PROVIDED RECORDS:
=== Section Start ===
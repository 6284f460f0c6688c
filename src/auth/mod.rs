//! Request authentication strategies
//!
//! The executor calls [`Authenticator::ensure_authenticated`] and then
//! [`Authenticator::decorate`] on every outgoing request. After a 401 it asks
//! [`Authenticator::can_reauthenticate`] and, if so, [`Authenticator::invalidate`]s
//! before sending again.

mod hmac;
mod session;

use std::fmt;

use async_trait::async_trait;
use reqwest::Request;

use crate::error::Result;

pub use self::hmac::{sign, signing_payload, time_bucket, HmacAuthenticator};
pub use self::session::SessionAuthenticator;

/// Attaches credentials to outgoing requests
#[async_trait]
pub trait Authenticator: Send + Sync {
    /// Acquire whatever session state is needed before a request can be decorated
    async fn ensure_authenticated(&self) -> Result<()>;

    /// Add authentication headers to the request
    async fn decorate(&self, request: &mut Request) -> Result<()>;

    /// Drop cached session state so the next request authenticates again
    async fn invalidate(&self);

    /// Whether invalidating and resending can turn a 401 into a success
    fn can_reauthenticate(&self) -> bool;
}

/// Username and secret supplied by the caller
#[derive(Clone, Default)]
pub struct Credentials {
    pub username: String,
    pub password: String,
}

impl Credentials {
    pub fn new(username: impl Into<String>, password: impl Into<String>) -> Self {
        Credentials {
            username: username.into(),
            password: password.into(),
        }
    }

    pub(crate) fn has_secret(&self) -> bool {
        !self.password.is_empty()
    }
}

impl fmt::Debug for Credentials {
    fn fmt(&self, f: &mut fmt::Formatter<'_>) -> fmt::Result {
        f.debug_struct("Credentials")
            .field("username", &self.username)
            .field("password", &"<redacted>")
            .finish()
    }
}
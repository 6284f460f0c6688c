use serde::{Deserialize, Serialize};

/// Contact channels of a user
#[derive(Debug, Clone, Default, PartialEq, Eq, Serialize, Deserialize)]
#[serde(default)]
pub struct Contacts {
    #[serde(deserialize_with = "super::null_as_default")]
    pub call: String,
    #[serde(deserialize_with = "super::null_as_default")]
    pub email: String,
    #[serde(deserialize_with = "super::null_as_default")]
    pub im: String,
    #[serde(deserialize_with = "super::null_as_default")]
    pub sms: String,
}

/// A user known to oncall
#[derive(Debug, Clone, Default, PartialEq, Eq, Serialize, Deserialize)]
#[serde(default)]
pub struct User {
    /// 1 when the user is active
    #[serde(deserialize_with = "super::null_as_default")]
    pub active: i32,
    #[serde(deserialize_with = "super::null_as_default")]
    pub contacts: Contacts,
    #[serde(deserialize_with = "super::null_as_default")]
    pub full_name: String,
    #[serde(deserialize_with = "super::null_as_default")]
    pub id: i64,
    #[serde(deserialize_with = "super::null_as_default")]
    pub name: String,
    pub photo_url: Option<String>,
    #[serde(deserialize_with = "super::null_as_default")]
    pub time_zone: String,
}

impl User {
    pub fn is_active(&self) -> bool {
        self.active != 0
    }
}
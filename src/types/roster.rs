use serde::{Deserialize, Serialize};

use super::schedule::Schedule;

/// Roster membership entry
#[derive(Debug, Clone, Default, PartialEq, Eq, Serialize, Deserialize)]
#[serde(default)]
pub struct RosterUser {
    #[serde(deserialize_with = "super::null_as_default")]
    pub in_rotation: bool,
    #[serde(deserialize_with = "super::null_as_default")]
    pub name: String,
}

/// Named subgroup of a team taking part in rotations
#[derive(Debug, Clone, Default, PartialEq, Eq, Serialize, Deserialize)]
#[serde(default)]
pub struct Roster {
    #[serde(deserialize_with = "super::null_as_default")]
    pub name: String,
    #[serde(deserialize_with = "super::null_as_default")]
    pub id: i64,
    #[serde(deserialize_with = "super::null_as_default")]
    pub schedules: Vec<Schedule>,
    #[serde(deserialize_with = "super::null_as_default")]
    pub users: Vec<RosterUser>,
}

impl Roster {
    pub fn new(name: impl Into<String>) -> Self {
        Roster {
            name: name.into(),
            ..Default::default()
        }
    }

    /// Names of members currently in rotation
    pub fn users_in_rotation(&self) -> impl Iterator<Item = &str> {
        self.users
            .iter()
            .filter(|u| u.in_rotation)
            .map(|u| u.name.as_str())
    }
}
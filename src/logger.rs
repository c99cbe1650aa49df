use std::fs::{File, OpenOptions};
use std::io::Write;
use std::path::Path;
use std::sync::Mutex;

lazy_static::lazy_static! {
    static ref LOGGER: Mutex<Option<File>> = Mutex::new(None);
}

/// Opens `path` for appending. Later calls are ignored once a file is open.
pub fn init(path: &Path) {
    let Ok(mut logger) = LOGGER.lock() else {
        return;
    };
    if logger.is_none()
        && let Ok(file) = OpenOptions::new().create(true).append(true).open(path)
    {
        *logger = Some(file);
    }
}

pub fn log(message: &str) {
    write_line("INFO", message);
}

pub fn warn(message: &str) {
    write_line("WARN", message);
}

fn write_line(level: &str, message: &str) {
    let Ok(mut logger) = LOGGER.lock() else {
        return;
    };
    if let Some(file) = logger.as_mut() {
        let timestamp = chrono::Local::now().format("%Y-%m-%d %H:%M:%S");
        let _ = writeln!(file, "[{}] {} {}", timestamp, level, message);
    }
}
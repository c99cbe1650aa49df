use ratatui::{
    layout::Alignment,
    style::{Color, Modifier, Style},
    text::{Line, Span, Text},
    widgets::{Block, Borders, Paragraph, Wrap},
    Frame,
};

use super::key_span;
use super::layout::{calculate_frame_chunks, calculate_study_chunks};
use crate::config::{NO_EXAMPLE, NO_MEANING, STUDY_DURATION_SECS};
use crate::models::DrillSession;
use crate::utils::format_countdown;

fn title_paragraph(text: String) -> Paragraph<'static> {
    Paragraph::new(text)
        .style(
            Style::default()
                .fg(Color::Cyan)
                .add_modifier(Modifier::BOLD),
        )
        .alignment(Alignment::Center)
        .block(Block::default().borders(Borders::ALL))
}

pub fn draw_study_ready(f: &mut Frame, session: &DrillSession) {
    let (header, body, footer) = calculate_frame_chunks(f.area(), 1);

    f.render_widget(title_paragraph(format!("Study - {}", session.deck_name)), header);

    let mut text = Text::default();
    text.push_line(Line::from(format!(
        "{} words selected for this session.",
        session.selector.pool_size()
    )));
    text.push_line(Line::from(""));
    text.push_line(Line::from(format!(
        "You have {} minutes to study them before the test unlocks.",
        STUDY_DURATION_SECS / 60
    )));
    let body_widget = Paragraph::new(text)
        .alignment(Alignment::Center)
        .wrap(Wrap { trim: true })
        .block(Block::default().borders(Borders::ALL));
    f.render_widget(body_widget, body);

    let help = Paragraph::new(Line::from(vec![
        key_span("Enter"),
        Span::from(" Start Studying  "),
        key_span("Esc"),
        Span::from(" Back to Menu"),
    ]))
    .alignment(Alignment::Center)
    .block(Block::default().borders(Borders::ALL));
    f.render_widget(help, footer);
}

pub fn draw_study(f: &mut Frame, session: &DrillSession) {
    let layout = calculate_study_chunks(f.area());

    f.render_widget(
        title_paragraph(format!(
            "Study - {} ({} words)",
            session.deck_name,
            session.selector.pool_size()
        )),
        layout.header_area,
    );

    let status = if session.can_start_test() {
        Line::from(Span::styled(
            "Study time is over. Press Enter to start the test.",
            Style::default()
                .fg(Color::Green)
                .add_modifier(Modifier::BOLD),
        ))
    } else {
        Line::from(format!(
            "Time remaining: {}",
            format_countdown(session.timer.remaining())
        ))
    };
    let status = Paragraph::new(status)
        .alignment(Alignment::Center)
        .block(Block::default().borders(Borders::ALL));
    f.render_widget(status, layout.status_area);

    let mut words = Text::default();
    for word in session.selector.pool() {
        words.push_line(Line::from(Span::styled(
            word.as_str(),
            Style::default()
                .fg(Color::Yellow)
                .add_modifier(Modifier::BOLD),
        )));
        let meaning = session
            .meaning_for(word)
            .unwrap_or_else(|| NO_MEANING.to_string());
        words.push_line(Line::from(format!("  Meaning: {}", meaning)));
        words.push_line(Line::from(format!(
            "  Example: {}",
            session.store.example(word).unwrap_or(NO_EXAMPLE)
        )));
        words.push_line(Line::from(""));
    }
    let words = Paragraph::new(words)
        .wrap(Wrap { trim: false })
        .block(Block::default().borders(Borders::ALL).title("Words"));
    f.render_widget(words, layout.words_area);

    let mut help_spans = Vec::new();
    if session.can_start_test() {
        help_spans.extend([key_span("Enter"), Span::from(" Start Test  ")]);
    }
    help_spans.extend([key_span("Esc"), Span::from(" Back to Menu")]);
    let help = Paragraph::new(Line::from(help_spans))
        .alignment(Alignment::Center)
        .block(Block::default().borders(Borders::ALL));
    f.render_widget(help, layout.help_area);
}
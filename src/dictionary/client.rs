use async_trait::async_trait;
use reqwest::{Client, Url};
use serde::Deserialize;

use crate::config::{DictionaryConfig, LOOKUP_TIMEOUT};
use crate::error::LookupError;

/// Anything that can turn a word into a short definition.
#[async_trait]
pub trait DefinitionSource: Send + Sync {
    async fn define(&self, word: &str) -> Result<String, LookupError>;
}

/// Client for dictionaryapi.dev-compatible endpoints (`GET {base}/{word}`).
#[derive(Debug, Clone)]
pub struct FreeDictionaryClient {
    client: Client,
    base_url: String,
}

impl FreeDictionaryClient {
    pub fn new(config: &DictionaryConfig) -> Result<Self, LookupError> {
        let client = Client::builder().timeout(LOOKUP_TIMEOUT).build()?;
        Ok(Self {
            client,
            base_url: config.base_url.clone(),
        })
    }

    fn entry_url(&self, word: &str) -> Result<Url, LookupError> {
        let mut url = Url::parse(&self.base_url)
            .map_err(|e| LookupError::InvalidUrl(format!("{}: {}", self.base_url, e)))?;
        url.path_segments_mut()
            .map_err(|_| LookupError::InvalidUrl(self.base_url.clone()))?
            .pop_if_empty()
            .push(word);
        Ok(url)
    }
}

#[async_trait]
impl DefinitionSource for FreeDictionaryClient {
    async fn define(&self, word: &str) -> Result<String, LookupError> {
        let url = self.entry_url(word)?;
        let response = self.client.get(url).send().await?;

        if !response.status().is_success() {
            return Err(LookupError::HttpStatus(response.status()));
        }

        let body = response.text().await?;
        parse_first_definition(&body)
    }
}

#[derive(Debug, Deserialize)]
struct EntryRaw {
    #[serde(default)]
    meanings: Vec<MeaningRaw>,
}

#[derive(Debug, Deserialize)]
struct MeaningRaw {
    #[serde(default)]
    definitions: Vec<DefinitionRaw>,
}

#[derive(Debug, Deserialize)]
struct DefinitionRaw {
    #[serde(default)]
    definition: String,
}

/// Picks the first non-empty definition from a dictionary response body.
pub fn parse_first_definition(body: &str) -> Result<String, LookupError> {
    let entries: Vec<EntryRaw> = serde_json::from_str(body)?;
    entries
        .iter()
        .flat_map(|entry| &entry.meanings)
        .flat_map(|meaning| &meaning.definitions)
        .map(|d| d.definition.trim())
        .find(|d| !d.is_empty())
        .map(str::to_string)
        .ok_or(LookupError::NoDefinition)
}
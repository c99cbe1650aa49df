use std::collections::HashMap;
use std::time::Duration;

use crate::config::{LOOKUP_TIMEOUT, PLACEHOLDER_DEFINITION};
use crate::dictionary::DefinitionSource;
use crate::error::LookupError;
use crate::logger;

/// Caching front for a `DefinitionSource`.
///
/// Failed lookups resolve to the placeholder, which is cached like any other
/// result so the same word is never looked up twice in a session.
pub struct Dictionary<S> {
    source: S,
    cache: HashMap<String, String>,
    timeout: Duration,
}

impl<S: DefinitionSource> Dictionary<S> {
    pub fn new(source: S) -> Self {
        Self {
            source,
            cache: HashMap::new(),
            timeout: LOOKUP_TIMEOUT,
        }
    }

    pub fn with_timeout(mut self, timeout: Duration) -> Self {
        self.timeout = timeout;
        self
    }

    pub fn cached(&self, word: &str) -> Option<&str> {
        self.cache.get(&word.trim().to_lowercase()).map(String::as_str)
    }

    /// Returns the definition of `word`, or the placeholder when the source fails.
    pub async fn resolve(&mut self, word: &str) -> String {
        let key = word.trim().to_lowercase();
        if let Some(definition) = self.cache.get(&key) {
            return definition.clone();
        }

        let result = match tokio::time::timeout(self.timeout, self.source.define(&key)).await {
            Ok(result) => result,
            Err(_) => Err(LookupError::Timeout),
        };

        let definition = match result {
            Ok(definition) => {
                logger::log(&format!("Resolved definition for '{}'", key));
                definition
            }
            Err(e) => {
                logger::warn(&format!("Lookup for '{}' failed: {}", key, e));
                PLACEHOLDER_DEFINITION.to_string()
            }
        };

        self.cache.insert(key, definition.clone());
        definition
    }
}

#[cfg(test)]
mod tests {
    use super::*;
    use async_trait::async_trait;
    use std::sync::atomic::{AtomicUsize, Ordering};
    use std::sync::Arc;

    struct StubSource {
        calls: Arc<AtomicUsize>,
        reply: Option<&'static str>,
        delay: Duration,
    }

    #[async_trait]
    impl DefinitionSource for StubSource {
        async fn define(&self, word: &str) -> Result<String, LookupError> {
            self.calls.fetch_add(1, Ordering::SeqCst);
            tokio::time::sleep(self.delay).await;
            match self.reply {
                Some(text) => Ok(format!("{}: {}", word, text)),
                None => Err(LookupError::NoDefinition),
            }
        }
    }

    fn stub(reply: Option<&'static str>, delay: Duration) -> (StubSource, Arc<AtomicUsize>) {
        let calls = Arc::new(AtomicUsize::new(0));
        (
            StubSource {
                calls: calls.clone(),
                reply,
                delay,
            },
            calls,
        )
    }

    #[tokio::test]
    async fn test_resolve_uses_lowercase_key_and_caches() {
        let (source, calls) = stub(Some("a small animal"), Duration::ZERO);
        let mut dictionary = Dictionary::new(source);

        assert_eq!(dictionary.resolve("Cat").await, "cat: a small animal");
        assert_eq!(dictionary.resolve(" CAT ").await, "cat: a small animal");
        assert_eq!(calls.load(Ordering::SeqCst), 1);
        assert_eq!(dictionary.cached("cat"), Some("cat: a small animal"));
    }

    #[tokio::test]
    async fn test_failure_caches_placeholder() {
        let (source, calls) = stub(None, Duration::ZERO);
        let mut dictionary = Dictionary::new(source);

        assert_eq!(dictionary.resolve("qwzx").await, PLACEHOLDER_DEFINITION);
        assert_eq!(dictionary.resolve("qwzx").await, PLACEHOLDER_DEFINITION);
        assert_eq!(calls.load(Ordering::SeqCst), 1);
    }

    #[tokio::test]
    async fn test_timeout_falls_back_to_placeholder() {
        let (source, calls) = stub(Some("too late"), Duration::from_millis(200));
        let mut dictionary = Dictionary::new(source).with_timeout(Duration::from_millis(20));

        assert_eq!(dictionary.resolve("slow").await, PLACEHOLDER_DEFINITION);
        assert_eq!(dictionary.cached("slow"), Some(PLACEHOLDER_DEFINITION));
        assert_eq!(calls.load(Ordering::SeqCst), 1);
    }
}
use std::path::PathBuf;

use thiserror::Error;

/// Failures while turning a word-list file into a `WordStore`.
///
/// Nothing is committed when one of these is returned; the caller keeps
/// whatever store it had before.
#[derive(Debug, Error)]
#[non_exhaustive]
pub enum SourceLoadError {
    #[error("word list not found: {0}")]
    NotFound(PathBuf),
    #[error("failed to read {path}: {source}")]
    Io {
        path: PathBuf,
        #[source]
        source: std::io::Error,
    },
    #[error("failed to read spreadsheet {path}: {source}")]
    Spreadsheet {
        path: PathBuf,
        #[source]
        source: calamine::Error,
    },
    #[error("unsupported word list format: {0}")]
    UnsupportedFormat(PathBuf),
    #[error("spreadsheet has no sheets: {0}")]
    EmptySheet(PathBuf),
    #[error("no columns found in the word list")]
    NoColumns,
    #[error("word list needs at least {required} columns, found {found}")]
    TooFewColumns { required: usize, found: usize },
    #[error("no usable words found in the word list")]
    NoWords,
}

/// Failures while drawing words for a session.
#[derive(Debug, Clone, Copy, PartialEq, Eq, Error)]
#[non_exhaustive]
pub enum SelectionError {
    #[error("no words available")]
    EmptySelection,
}

/// A dictionary lookup that produced no definition.
///
/// These never reach the user: the dictionary substitutes a placeholder.
#[derive(Debug, Error)]
#[non_exhaustive]
pub enum LookupError {
    #[error("dictionary lookup timed out")]
    Timeout,
    #[error("dictionary request failed with status {0}")]
    HttpStatus(reqwest::StatusCode),
    #[error(transparent)]
    Http(#[from] reqwest::Error),
    #[error("unexpected dictionary response: {0}")]
    Json(#[from] serde_json::Error),
    #[error("invalid dictionary url: {0}")]
    InvalidUrl(String),
    #[error("dictionary returned no definition")]
    NoDefinition,
}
=== Section End ===
TASK DETAILS:
Transcribe the entries above word for word, from the first line through the line containing "can be decorated", and nothing else.

TASK ANSWER:
repository 6284f460f0c6688c
filename src/auth/mod.rs
//! Request authentication strategies
//!
//! The executor calls [`Authenticator::ensure_authenticated`] and then
//! [`Authenticator::decorate`] on every outgoing request. After a 401 it asks
//! [`Authenticator::can_reauthenticate`] and, if so, [`Authenticator::invalidate`]s
//! before sending again.

mod hmac;
mod session;

use std::fmt;

use async_trait::async_trait;
use reqwest::Request;

use crate::error::Result;

pub use self::hmac::{sign, signing_payload, time_bucket, HmacAuthenticator};
pub use self::session::SessionAuthenticator;

/// Attaches credentials to outgoing requests
#[async_trait]
pub trait Authenticator: Send + Sync {
    /// Acquire whatever session state is needed before a request can be decorated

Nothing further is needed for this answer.